Emotions about endometriosis and infertility

r/

I’m 28 and was diagnosed with endometriosis at 22 or 23 and had the adhesions removed, I knew it would effect my fertility but also knew my body probably can’t handle a baby and I accepted it then. But this last year I keep seeing videos of grandpas meeting their first grandkid or hanging out with them saying to the grandpa it probably feels like when OP was a kid. And it’s having me emotional, growing up my mom kept me away from my dad bc she was on drugs and didn’t want to lose me. I can’t help but think that I didn’t get to spend time with my dad like that at a young age, I probably won’t be able to have kids and see how my dad would act around the kid.
I realized it would almost be like a gift to my dad, giving him the experience he missed out on and me too.
Idk why it’s been on my mind so much lately and I don’t know if anyone else can relate in any way but it’s heartbreaking

Comments

  1. Simple-Kaleidoscope3 Avatar

    I’m sorry you are struggling with these big emotions right now.

    Many people with endo are able to conceive and become birth moms, but, of course, not all. And, there are so many other paths to motherhood. Clearly some day you will be a wonderful Mom.

    Know that you are not alone.

  2. detrive Avatar

    I have endo and am infertile. I had unprotected sex with my husband for years and never had so much as a scare. We weren’t ever trying to have a baby but weren’t preventing it either. Now I have a mirena iud and likely always will as going without one leads to surgery shortly.

    I’ve always been largely child free, always said I’d never have a child of my own. I still go through mixed feelings sometimes. When I see my friends with their kids in certain moments and acknowledging I will never get to experience that. I do grieve it when the feelings come up.

    But I also remind myself they have to grieve having excess spending money and free time. They have to grieve parts of their identities and dreams they lost/gave up to have kids.

    Everything in life is a give and take, comes with upsides and downsides.

    I have had similar feelings about not being able to see my parents with a grandchild and make those memories. I spoke to my mom about it and she reassured me she didn’t have me just so I could have a kid. She told me she had me so I could be happy and live my best life, if that means she gets grand babies, she gets grand babies, if it means she doesn’t and I’m travelling the world instead then to go for it.

    The biggest challenge for me is grieving the fact that the choice was largely taken away from me. I believe I would have been childfree regardless but I can’t say that for certain. The idea that I never got a say on if I could have started a family with my husband without having to do IVF (and that’s not even a guarantee) is what sucks and I struggle with the most.
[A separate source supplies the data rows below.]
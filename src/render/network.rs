//! Interactive partner network graph
//!
//! Nodes are the filtered partners, edges are parent -> child links whose
//! both ends survived the filters. Output is a vis-network page using the
//! forceAtlas2Based solver.

use super::format::{format_currency, script_json};
use super::templates::{self, NETWORK_PAGE, VIS_NETWORK_JS};
use crate::config::GraphConfig;
use crate::error::{DashboardError, DashboardResult};
use crate::hierarchy::HierarchyView;
use crate::model::{Level, Partner, PartnerId};
use serde::Serialize;
use std::collections::HashSet;
use std::io::{Read, Seek, SeekFrom, Write};
use std::path::Path;
use tempfile::NamedTempFile;
use tera::Context;
use tracing::debug;

pub const SELECTED_BORDER_COLOR: &str = "#FF0000";
pub const DEFAULT_BORDER_COLOR: &str = "#000000";
pub const SELECTED_BORDER_WIDTH: u32 = 3;
pub const DEFAULT_BORDER_WIDTH: u32 = 1;

const STAGING_PREFIX: &str = "partner-network-";

const NETWORK_OPTIONS: &str = r#"{
  "physics": {
    "forceAtlas2Based": {
      "gravitationalConstant": -50,
      "springLength": 100,
      "avoidOverlap": 1
    },
    "maxVelocity": 50,
    "minVelocity": 0.75,
    "solver": "forceAtlas2Based"
  },
  "interaction": {
    "hover": true,
    "tooltipDelay": 200
  },
  "edges": {
    "arrows": "to"
  }
}"#;

#[derive(Debug, Clone, PartialEq, Serialize)]
#[serde(rename_all = "camelCase")]
pub struct GraphNode {
    pub id: PartnerId,
    pub label: String,
    /// Plain-text tooltip, one attribute per line
    pub title: String,
    pub color: NodeColor,
    pub size: u32,
    pub border_width: u32,
    pub border_width_selected: u32,
}

/// Fill by level, border by selection state
#[derive(Debug, Clone, Copy, PartialEq, Eq, Serialize)]
pub struct NodeColor {
    pub background: &'static str,
    pub border: &'static str,
}

#[derive(Debug, Clone, PartialEq, Eq, Serialize)]
pub struct GraphEdge {
    pub from: PartnerId,
    pub to: PartnerId,
}

/// Nodes and edges ready for the vis-network renderer
#[derive(Debug, Clone, Default, PartialEq, Serialize)]
pub struct NetworkGraph {
    pub nodes: Vec<GraphNode>,
    pub edges: Vec<GraphEdge>,
}

impl NetworkGraph {
    pub fn is_empty(&self) -> bool {
        self.nodes.is_empty()
    }

    pub fn node(&self, id: PartnerId) -> Option<&GraphNode> {
        self.nodes.iter().find(|n| n.id == id)
    }
}

/// Node size: revenue in size units, clamped to the configured bounds.
/// Inverted bounds resolve to `max_node_size`.
pub fn node_size(total_revenue: f64, config: &GraphConfig) -> u32 {
    let units = (total_revenue / config.revenue_per_size_unit).floor();
    units.max(config.min_node_size as f64).min(config.max_node_size as f64) as u32
}

fn tooltip(p: &Partner) -> String {
    [
        p.name.clone(),
        format!("Level: {}", p.level),
        format!("Status: {}", p.status),
        format!("Join Date: {}", p.join_date),
        format!("Revenue: {}", format_currency(p.total_revenue)),
        format!("Advocacy Score: {}/100", p.advocacy_score),
        format!("Sentiment: {:.2}", p.sentiment),
        format!("Posts: {}", p.posts),
        format!("Shares: {}", p.shares),
        format!("Engagement: {}/100", p.engagement),
    ]
    .join("\n")
}

/// Build the graph for a filtered partner list. `hierarchy` may cover more
/// partners than `partners`; only edges inside the list are kept.
pub fn build_network(
    partners: &[&Partner],
    hierarchy: &HierarchyView,
    selected: Option<PartnerId>,
    config: &GraphConfig,
) -> NetworkGraph {
    let nodes = partners
        .iter()
        .map(|p| {
            let is_selected = selected == Some(p.partner_id);
            GraphNode {
                id: p.partner_id,
                label: p.name.clone(),
                title: tooltip(p),
                color: NodeColor {
                    background: p.level.color(),
                    border: if is_selected { SELECTED_BORDER_COLOR } else { DEFAULT_BORDER_COLOR },
                },
                size: node_size(p.total_revenue, config),
                border_width: if is_selected { SELECTED_BORDER_WIDTH } else { DEFAULT_BORDER_WIDTH },
                border_width_selected: SELECTED_BORDER_WIDTH + 1,
            }
        })
        .collect();

    let present: HashSet<PartnerId> = partners.iter().map(|p| p.partner_id).collect();
    let edges = hierarchy
        .edges_within(&present)
        .into_iter()
        .map(|(from, to)| GraphEdge { from, to })
        .collect();

    NetworkGraph { nodes, edges }
}

#[derive(Debug, Clone, Copy, PartialEq, Eq, Serialize)]
pub struct LegendEntry {
    pub level: Level,
    pub color: &'static str,
}

/// Level colours, in rank order
pub fn legend() -> Vec<LegendEntry> {
    Level::ALL.iter().map(|&level| LegendEntry { level, color: level.color() }).collect()
}

/// Template data for `network.html.tera`
#[derive(Debug, Clone, Serialize)]
pub(crate) struct NetworkContext<'a> {
    container_id: &'a str,
    width: &'a str,
    height: &'a str,
    /// Script-safe JSON
    nodes: String,
    edges: String,
    options: &'static str,
    legend: Vec<LegendEntry>,
}

impl<'a> NetworkContext<'a> {
    pub(crate) fn new(graph: &NetworkGraph, config: &'a GraphConfig, container_id: &'a str) -> DashboardResult<Self> {
        Ok(NetworkContext {
            container_id,
            width: config.width.as_str(),
            height: config.height.as_str(),
            nodes: script_json(&graph.nodes)?,
            edges: script_json(&graph.edges)?,
            options: NETWORK_OPTIONS,
            legend: legend(),
        })
    }
}

/// Self-contained HTML page for the graph
pub fn network_page(graph: &NetworkGraph, config: &GraphConfig) -> DashboardResult<String> {
    let mut context = Context::new();
    context.insert("vis_network_js", VIS_NETWORK_JS);
    context.insert("network", &NetworkContext::new(graph, config, "partner-network")?);
    templates::render(NETWORK_PAGE, &context)
}

/// Render the graph page, staging it through a temporary `.html` file in the
/// system temp directory.
pub fn render_network(graph: &NetworkGraph, config: &GraphConfig) -> DashboardResult<String> {
    render_network_in(graph, config, std::env::temp_dir())
}

/// Like [`render_network`], staging in `dir`. The staged file is removed
/// before returning, on success and on error alike.
pub fn render_network_in(graph: &NetworkGraph, config: &GraphConfig, dir: impl AsRef<Path>) -> DashboardResult<String> {
    let page = network_page(graph, config)?;
    stage(dir.as_ref(), &page, |staged| read_back(staged, page.len()))
}

/// Write `page` to a fresh temp file in `dir` and hand it to `finish`. The
/// file is deleted when it goes out of scope.
fn stage<F>(dir: &Path, page: &str, finish: F) -> DashboardResult<String>
where
    F: FnOnce(&mut NamedTempFile) -> DashboardResult<String>,
{
    let mut staged = tempfile::Builder::new()
        .prefix(STAGING_PREFIX)
        .suffix(".html")
        .tempfile_in(dir)?;
    staged.write_all(page.as_bytes())?;
    staged.flush()?;
    debug!("Staged network graph at {}", staged.path().display());
    finish(&mut staged)
}

fn read_back(staged: &mut NamedTempFile, expected: usize) -> DashboardResult<String> {
    staged.seek(SeekFrom::Start(0))?;
    let mut html = String::with_capacity(expected);
    staged.read_to_string(&mut html)?;

    if html.len() != expected {
        return Err(DashboardError::Render(format!(
            "staged graph truncated: wrote {} bytes, read {}",
            expected,
            html.len()
        )));
    }
    Ok(html)
}

#[cfg(test)]
mod tests {
    use super::*;
    use crate::model::{Level, Status};
    use chrono::NaiveDate;

    fn partners() -> Vec<Partner> {
        let day = NaiveDate::from_ymd_opt(2024, 1, 1).unwrap();
        vec![
            Partner::new(1, "Root Distributor", Level::Distributor, None, day, Status::Active).with_revenue(250_000.0),
            Partner::new(2, "Partner 2", Level::Agent, Some(PartnerId(1)), day, Status::Active).with_revenue(45_000.0),
            Partner::new(3, "Partner <3>", Level::Ambassador, Some(PartnerId(2)), day, Status::Pending).with_revenue(1_000.0),
        ]
    }

    #[test]
    fn test_node_size_bounds() {
        let config = GraphConfig::default();
        assert_eq!(node_size(0.0, &config), 20);
        assert_eq!(node_size(45_000.0, &config), 22);
        assert_eq!(node_size(45_999.0, &config), 22);
        assert_eq!(node_size(1e9, &config), 50);
    }

    #[test]
    fn test_node_size_inverted_bounds() {
        let config = GraphConfig { min_node_size: 60, max_node_size: 50, ..GraphConfig::default() };
        assert_eq!(node_size(10_000.0, &config), 50);
        assert_eq!(node_size(1e9, &config), 50);
        let config = GraphConfig { revenue_per_size_unit: 0.0, ..GraphConfig::default() };
        assert_eq!(node_size(0.0, &config), 20);
    }

    #[test]
    fn test_edges_only_inside_filter() {
        let all = partners();
        let hierarchy = HierarchyView::build(&all);
        let kept: Vec<&Partner> = vec![&all[0], &all[2]];
        let graph = build_network(&kept, &hierarchy, None, &GraphConfig::default());
        assert_eq!(graph.nodes.len(), 2);
        assert!(graph.edges.is_empty());

        let kept: Vec<&Partner> = all.iter().collect();
        let graph = build_network(&kept, &hierarchy, None, &GraphConfig::default());
        assert_eq!(
            graph.edges,
            vec![
                GraphEdge { from: PartnerId(1), to: PartnerId(2) },
                GraphEdge { from: PartnerId(2), to: PartnerId(3) },
            ]
        );
    }

    #[test]
    fn test_selected_node_highlighted() {
        let all = partners();
        let kept: Vec<&Partner> = all.iter().collect();
        let graph = build_network(&kept, &HierarchyView::build(&all), Some(PartnerId(2)), &GraphConfig::default());
        let node = graph.node(PartnerId(2)).unwrap();
        assert_eq!(node.border_width, 3);
        assert_eq!(node.color.border, "#FF0000");
        assert_eq!(node.color.background, "#2ca02c");
        let other = graph.node(PartnerId(1)).unwrap();
        assert_eq!(other.border_width, 1);
        assert_eq!(other.color.border, "#000000");
        assert_eq!(other.size, 50);
    }

    #[test]
    fn test_render_embeds_graph() {
        let mut all = partners();
        all[2].name = "</script><b>3".to_string();
        let kept: Vec<&Partner> = all.iter().collect();
        let graph = build_network(&kept, &HierarchyView::build(&all), None, &GraphConfig::default());
        let html = render_network(&graph, &GraphConfig::default()).unwrap();
        assert!(html.contains("forceAtlas2Based"));
        assert!(!html.contains("</script><b>"));
        assert!(html.contains("Revenue: $45,000.00"));
        assert!(html.contains("600px"));
        assert!(html.contains("Network Legend"));
        for entry in legend() {
            assert!(html.contains(entry.color));
        }
    }

    fn staged_files(dir: &Path) -> Vec<String> {
        std::fs::read_dir(dir)
            .unwrap()
            .map(|e| e.unwrap().file_name().to_string_lossy().into_owned())
            .filter(|name| name.starts_with(STAGING_PREFIX))
            .collect()
    }

    #[test]
    fn test_staged_file_removed_after_render() {
        let dir = tempfile::TempDir::new().unwrap();
        let all = partners();
        let kept: Vec<&Partner> = all.iter().collect();
        let graph = build_network(&kept, &HierarchyView::build(&all), None, &GraphConfig::default());
        let html = render_network_in(&graph, &GraphConfig::default(), dir.path()).unwrap();
        assert!(html.starts_with("<!DOCTYPE html>"));
        assert!(staged_files(dir.path()).is_empty());
    }

    #[test]
    fn test_staged_file_removed_on_error() {
        let dir = tempfile::TempDir::new().unwrap();
        let err = stage(dir.path(), "<html></html>", |staged| {
            assert!(staged.path().exists());
            assert_eq!(staged_files(dir.path()).len(), 1);
            Err(DashboardError::Render("read back failed".to_string()))
        })
        .unwrap_err();
        assert!(matches!(err, DashboardError::Render(_)));
        assert!(staged_files(dir.path()).is_empty());
    }

    #[test]
    fn test_empty_graph_renders() {
        let html = render_network(&NetworkGraph::default(), &GraphConfig::default()).unwrap();
        assert!(html.contains("new vis.DataSet([])"));
    }
}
    There are points in my life when these thoughts and feelings hit harder and more often than other times. I just let myself feel whatever emotion it is that’s coming up, then move on. I acknowledge that it fucking sucks and it’s unfair, then I think about what’s is in my control that will bring me happiness.

  3. cookie_pouch Avatar

    I don’t have endometriosis but I have dealt with pregnancy loss, uterine scarring, infertility and IVF. Nothing is for certain but I know that people with endometriosis can go on to have children. As everyone says, it is not guaranteed and a lot comes down to your situation but I would encourage you not to count yourself out without at least talking to a fertility specialist. It has taken me two and a half years to now be pregnant. I’m still early and I’ve had lots of losses already. Infertility is an incredibly hard journey emotionally and physically at times but there is hope if you want to try and to look for it. All this to say, if you also decide that a child free life is better for you, that’s also a perfectly fine decision. I just hate to see people believe they can’t have children without knowing that’s absolutely the case. Maybe you aren’t ready to pursue fertility treatments right now and that’s ok but even if you talk to a reproductive endocrinologist to understand your situation that may be helpful. Maybe you do a round of egg freezing to give yourself options. Whatever you do, I wish you the best. This isn’t easy but you have influence over your future if not total control.